Looking back at all the things I’ve accumulated
through the years that have now disappeared,
as if trucked away in the middle of the night,
suddenly I remember something I used to have
and wonder if there is my own Collector out there
who wears steel-toed boots and smokes cigars,
pirating away all my discarded or lost goods
into some abandoned house in a Kansas woods.

Perhaps mine is made of brick or quarry stone,
with a few deep-seat and walnut-framed windows,
and a century after I am gone, and none are alive
who remember my face or even my name,
two bored farm kids on the run from Sasquatch
will tumble through the rotting doorframe,
and at first more out of boredom than curiosity
begin perusing through these pathetic objects,
tearing off stamps from my love letters,
the ones where I said it all in the blank spaces,
not the words, and picking up with two fingers
the soiled wallet still shaped from my back pocket.

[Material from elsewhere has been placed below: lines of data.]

//! Listener validation and conflict detection

use std::collections::{BTreeMap, BTreeSet};

use tracing::warn;

use crate::crd::{
    condition_reasons as reasons, condition_types as types, Condition, ConditionStatus,
    FromNamespaces, Gateway, ListenerStatus, ObjectKey, RouteGroupKind,
};
use crate::document::{TransportFamily, TurnProtocol};
use crate::store::Snapshot;

/// A gateway listener after validation
#[derive(Clone, Debug)]
pub(crate) struct ListenerPlan {
    pub name: String,
    pub protocol: Option<TurnProtocol>,
    pub port: Option<u16>,
    pub from: FromNamespaces,
    pub supported_kinds: Vec<RouteGroupKind>,
    pub accepted: Condition,
    pub resolved_refs: Condition,
    pub conflicted: Condition,
    pub attached_routes: i32,
    pub routes: BTreeSet<String>,
}

impl ListenerPlan {
    /// Accepted, resolved and conflict-free
    pub fn is_ready(&self) -> bool {
        self.accepted.is_true() && self.resolved_refs.is_true() && !self.conflicted.is_true()
    }

    /// Whether a route from `route_namespace` may attach
    pub fn admits(&self, gateway_namespace: &str, route_namespace: &str) -> bool {
        if self.supported_kinds.is_empty() {
            return false;
        }
        match self.from {
            FromNamespaces::All => true,
            FromNamespaces::Same => gateway_namespace == route_namespace,
            FromNamespaces::Selector => false,
        }
    }

    pub fn status(&self) -> ListenerStatus {
        ListenerStatus {
            name: self.name.clone(),
            attached_routes: self.attached_routes,
            supported_kinds: self.supported_kinds.clone(),
            conditions: vec![
                self.accepted.clone(),
                self.resolved_refs.clone(),
                self.conflicted.clone(),
            ],
        }
    }
}

fn condition(
    type_: &str,
    status: ConditionStatus,
    reason: &str,
    message: impl Into<String>,
    generation: Option<i64>,
) -> Condition {
    Condition::new(type_, status, reason, message).observed(generation)
}

/// Validate every listener of a gateway and mark port conflicts
///
/// Listener names must be unique. Only the first listener of a name is
/// planned; when the name is reused the plan is marked conflicted so the
/// gateway status says why none of them is served.
pub(crate) fn plan_listeners(
    snapshot: &Snapshot,
    gateway_key: &ObjectKey,
    gateway: &Gateway,
) -> Vec<ListenerPlan> {
    let generation = gateway.metadata.generation;
    let namespace = gateway_key.namespace_or_default();
    let mut uses: BTreeMap<&str, usize> = BTreeMap::new();
    let mut plans = Vec::with_capacity(gateway.spec.listeners.len());

    for listener in &gateway.spec.listeners {
        let count = uses.entry(listener.name.as_str()).or_default();
        *count += 1;
        if *count > 1 {
            warn!(
                gateway = %gateway_key,
                listener = %listener.name,
                "Ignoring listener with duplicate name"
            );
            continue;
        }

        let protocol = listener.protocol.parse::<TurnProtocol>().ok();
        let port = u16::try_from(listener.port).ok().filter(|p| *p != 0);

        let accepted = match (protocol, port) {
            (None, _) => condition(
                types::ACCEPTED,
                ConditionStatus::False,
                reasons::UNSUPPORTED_PROTOCOL,
                format!("protocol {} is not supported", listener.protocol),
                generation,
            ),
            (_, None) => condition(
                types::ACCEPTED,
                ConditionStatus::False,
                reasons::PORT_UNAVAILABLE,
                format!("port {} is not usable", listener.port),
                generation,
            ),
            _ => condition(
                types::ACCEPTED,
                ConditionStatus::True,
                reasons::ACCEPTED,
                "listener accepted",
                generation,
            ),
        };

        let allowed = listener.allowed_routes.as_ref();
        let from = allowed
            .and_then(|a| a.namespaces.as_ref())
            .and_then(|n| n.from)
            .unwrap_or_default();
        let requested_kinds = allowed.map(|a| a.kinds.as_slice()).unwrap_or_default();
        let supported_kinds = if requested_kinds.is_empty()
            || requested_kinds.iter().any(RouteGroupKind::is_udp_route)
        {
            vec![RouteGroupKind::udp_route()]
        } else {
            Vec::new()
        };

        let resolved_refs = if supported_kinds.is_empty() {
            condition(
                types::RESOLVED_REFS,
                ConditionStatus::False,
                reasons::INVALID_ROUTE_KINDS,
                "no supported route kind allowed, only UDPRoute is supported",
                generation,
            )
        } else if let Some(message) = protocol
            .filter(|p| p.requires_certificate())
            .and_then(|_| certificate_problem(snapshot, namespace, listener))
        {
            condition(
                types::RESOLVED_REFS,
                ConditionStatus::False,
                reasons::INVALID_CERTIFICATE_REF,
                message,
                generation,
            )
        } else {
            condition(
                types::RESOLVED_REFS,
                ConditionStatus::True,
                reasons::RESOLVED_REFS,
                "all references resolved",
                generation,
            )
        };

        plans.push(ListenerPlan {
            name: listener.name.clone(),
            protocol,
            port,
            from,
            supported_kinds,
            accepted,
            resolved_refs,
            conflicted: condition(
                types::CONFLICTED,
                ConditionStatus::False,
                reasons::NO_CONFLICTS,
                "no conflicts",
                generation,
            ),
            attached_routes: 0,
            routes: BTreeSet::new(),
        });
    }

    mark_conflicts(&mut plans, generation);
    for plan in &mut plans {
        let count = uses.get(plan.name.as_str()).copied().unwrap_or(1);
        if count > 1 {
            plan.conflicted = condition(
                types::CONFLICTED,
                ConditionStatus::True,
                reasons::LISTENER_NAME_CONFLICT,
                format!(
                    "listener name {} is used by {count} listeners, only the first is reported",
                    plan.name
                ),
                generation,
            );
        }
    }
    plans
}

fn certificate_problem(
    snapshot: &Snapshot,
    namespace: &str,
    listener: &crate::crd::Listener,
) -> Option<String> {
    let refs = listener
        .tls
        .as_ref()
        .map(|t| t.certificate_refs.as_slice())
        .unwrap_or_default();
    if refs.is_empty() {
        return Some(format!("{} listener requires a certificate", listener.protocol));
    }
    for cert in refs {
        let is_secret = cert.group.as_deref().map_or(true, str::is_empty)
            && cert.kind.as_deref().map_or(true, |k| k == "Secret");
        if !is_secret {
            return Some(format!("certificate reference {} is not a Secret", cert.name));
        }
        let namespace = cert.namespace.as_deref().unwrap_or(namespace);
        let key = ObjectKey::namespaced(namespace, cert.name.clone());
        if snapshot.secret(&key).is_none() {
            return Some(format!("certificate secret {key} not found"));
        }
    }
    None
}

/// Listeners sharing a port within one transport family conflict
fn mark_conflicts(plans: &mut [ListenerPlan], generation: Option<i64>) {
    let mut groups: BTreeMap<(u16, TransportFamily), Vec<usize>> = BTreeMap::new();
    for (index, plan) in plans.iter().enumerate() {
        if let (Some(protocol), Some(port), true) =
            (plan.protocol, plan.port, plan.accepted.is_true())
        {
            groups.entry((port, protocol.family())).or_default().push(index);
        }
    }

    for ((port, _), members) in groups.into_iter().filter(|(_, m)| m.len() > 1) {
        let names: Vec<&str> = members.iter().map(|&i| plans[i].name.as_str()).collect();
        let message = format!("port {port} is shared by listeners {}", names.join(", "));
        for index in members {
            plans[index].conflicted = condition(
                types::CONFLICTED,
                ConditionStatus::True,
                reasons::PROTOCOL_CONFLICT,
                message.clone(),
                generation,
            );
        }
    }
}

/// Listener statuses for a gateway that is not being programmed
pub(crate) fn pending_listener_statuses(gateway: &Gateway, message: &str) -> Vec<ListenerStatus> {
    let generation = gateway.metadata.generation;
    let mut seen = BTreeSet::new();
    gateway
        .spec
        .listeners
        .iter()
        .filter(|l| seen.insert(l.name.clone()))
        .map(|l| ListenerStatus {
            name: l.name.clone(),
            attached_routes: 0,
            supported_kinds: vec![RouteGroupKind::udp_route()],
            conditions: vec![condition(
                types::ACCEPTED,
                ConditionStatus::Unknown,
                reasons::PENDING,
                message,
                generation,
            )],
        })
        .collect()
}

#[cfg(test)]
mod tests {
    use super::*;
    use crate::crd::{
        AllowedRoutes, GatewaySpec, GatewayTlsConfig, Listener, RouteNamespaces,
        SecretObjectReference,
    };
    use crate::store::Store;
    use k8s_openapi::api::core::v1::Secret;

    fn listener(name: &str, protocol: &str, port: i32) -> Listener {
        Listener {
            name: name.to_string(),
            protocol: protocol.to_string(),
            port,
            ..Default::default()
        }
    }

    fn plan(store: &Store, listeners: Vec<Listener>) -> Vec<ListenerPlan> {
        let mut gateway = Gateway::new(
            "gw",
            GatewaySpec {
                gateway_class_name: "turngate".to_string(),
                listeners,
                addresses: vec![],
            },
        );
        gateway.metadata.namespace = Some("default".to_string());
        gateway.metadata.generation = Some(4);
        plan_listeners(&store.snapshot(), &ObjectKey::namespaced("default", "gw"), &gateway)
    }

    #[test]
    fn test_valid_listeners_are_ready() {
        let plans = plan(
            &Store::new(),
            vec![listener("udp", "TURN-UDP", 3478), listener("tcp", "TCP", 3478)],
        );
        assert_eq!(plans.len(), 2);
        assert!(plans.iter().all(ListenerPlan::is_ready));
        assert_eq!(plans[1].protocol, Some(TurnProtocol::TurnTcp));
        assert_eq!(plans[0].accepted.observed_generation, Some(4));
    }

    #[test]
    fn test_unsupported_protocol_and_bad_port() {
        let plans = plan(
            &Store::new(),
            vec![listener("http", "HTTP", 80), listener("zero", "UDP", 0)],
        );
        assert_eq!(plans[0].accepted.reason, reasons::UNSUPPORTED_PROTOCOL);
        assert_eq!(plans[1].accepted.reason, reasons::PORT_UNAVAILABLE);
        assert!(!plans[0].is_ready());
        assert!(!plans[1].is_ready());
    }

    /// Story: UDP and DTLS cannot share a port, UDP and TCP can
    #[test]
    fn story_same_family_port_sharing_conflicts() {
        let store = Store::new();
        let mut secret = Secret::default();
        secret.metadata.name = Some("cert".to_string());
        secret.metadata.namespace = Some("default".to_string());
        store.upsert(secret).unwrap();

        let mut dtls = listener("dtls", "TURN-DTLS", 3478);
        dtls.tls = Some(GatewayTlsConfig {
            mode: None,
            certificate_refs: vec![SecretObjectReference {
                name: "cert".to_string(),
                ..Default::default()
            }],
        });
        let plans = plan(
            &store,
            vec![
                listener("udp", "TURN-UDP", 3478),
                dtls,
                listener("tcp", "TURN-TCP", 3478),
            ],
        );

        assert!(plans[0].conflicted.is_true());
        assert!(plans[1].conflicted.is_true());
        assert_eq!(plans[1].conflicted.reason, reasons::PROTOCOL_CONFLICT);
        assert!(!plans[2].conflicted.is_true());
        assert!(plans[2].is_ready());
    }

    #[test]
    fn test_tls_listener_needs_existing_secret() {
        let mut tls = listener("tls", "TURN-TLS", 443);
        tls.tls = Some(GatewayTlsConfig {
            mode: None,
            certificate_refs: vec![SecretObjectReference {
                name: "missing".to_string(),
                ..Default::default()
            }],
        });
        let plans = plan(&Store::new(), vec![tls, listener("bare-tls", "TLS", 444)]);
        assert_eq!(plans[0].resolved_refs.reason, reasons::INVALID_CERTIFICATE_REF);
        assert!(plans[0].resolved_refs.message.contains("default/missing"));
        assert_eq!(plans[1].resolved_refs.reason, reasons::INVALID_CERTIFICATE_REF);
        assert!(plans[0].accepted.is_true());
        assert!(!plans[0].is_ready());
    }

    #[test]
    fn test_route_kinds_and_namespaces() {
        let mut only_tcp = listener("tcp-routes", "UDP", 1000);
        only_tcp.allowed_routes = Some(AllowedRoutes {
            namespaces: None,
            kinds: vec![RouteGroupKind {
                group: None,
                kind: "TCPRoute".to_string(),
            }],
        });
        let mut all = listener("all", "UDP", 1001);
        all.allowed_routes = Some(AllowedRoutes {
            namespaces: Some(RouteNamespaces {
                from: Some(FromNamespaces::All),
            }),
            kinds: vec![],
        });
        let plans = plan(
            &Store::new(),
            vec![only_tcp, all, listener("same", "UDP", 1002)],
        );

        assert_eq!(plans[0].resolved_refs.reason, reasons::INVALID_ROUTE_KINDS);
        assert!(plans[0].supported_kinds.is_empty());
        assert!(!plans[0].admits("default", "default"));

        assert!(plans[1].admits("default", "other"));
        assert!(plans[2].admits("default", "default"));
        assert!(!plans[2].admits("default", "other"));
    }

    /// Story: a listener name used twice shows up as a conflict instead of
    /// silently losing one definition
    #[test]
    fn story_duplicate_listener_name_is_reported() {
        let plans = plan(
            &Store::new(),
            vec![
                listener("udp", "UDP", 1),
                listener("udp", "TCP", 2),
                listener("tcp", "TCP", 3),
            ],
        );
        assert_eq!(plans.len(), 2);
        assert_eq!(plans[0].port, Some(1));

        let status = plans[0].status();
        assert_eq!(status.name, "udp");
        let conflicted = &status.conditions[2];
        assert_eq!(conflicted.type_, types::CONFLICTED);
        assert_eq!(conflicted.status, ConditionStatus::True);
        assert_eq!(conflicted.reason, reasons::LISTENER_NAME_CONFLICT);
        assert!(conflicted.message.contains("used by 2 listeners"));
        assert!(!plans[0].is_ready());

        assert!(plans[1].is_ready());
    }

    #[test]
    fn test_status_carries_three_conditions() {
        let plans = plan(&Store::new(), vec![listener("udp", "UDP", 1)]);
        let status = plans[0].status();
        let types: Vec<_> = status.conditions.iter().map(|c| c.type_.as_str()).collect();
        assert_eq!(types, vec!["Accepted", "ResolvedRefs", "Conflicted"]);
        assert_eq!(status.supported_kinds, vec![RouteGroupKind::udp_route()]);
    }
}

When the house grows dark, they will run home,
but some time later, they will return to my house,
again and again, fascinated by old things,
and will try, but fail, to reconstruct that alien life.

Eventually the house will be razed, woods cleared,
a new home built, and the brothers will grow up.
Maybe some day, perhaps searching their own house
to find a book or key that has suddenly disappeared,
they will think of that old house and all its secrets,
objects that would appear as if my osmosis,
and wonder about the mystery of one human life.

That wondering may be all that’s left of me then.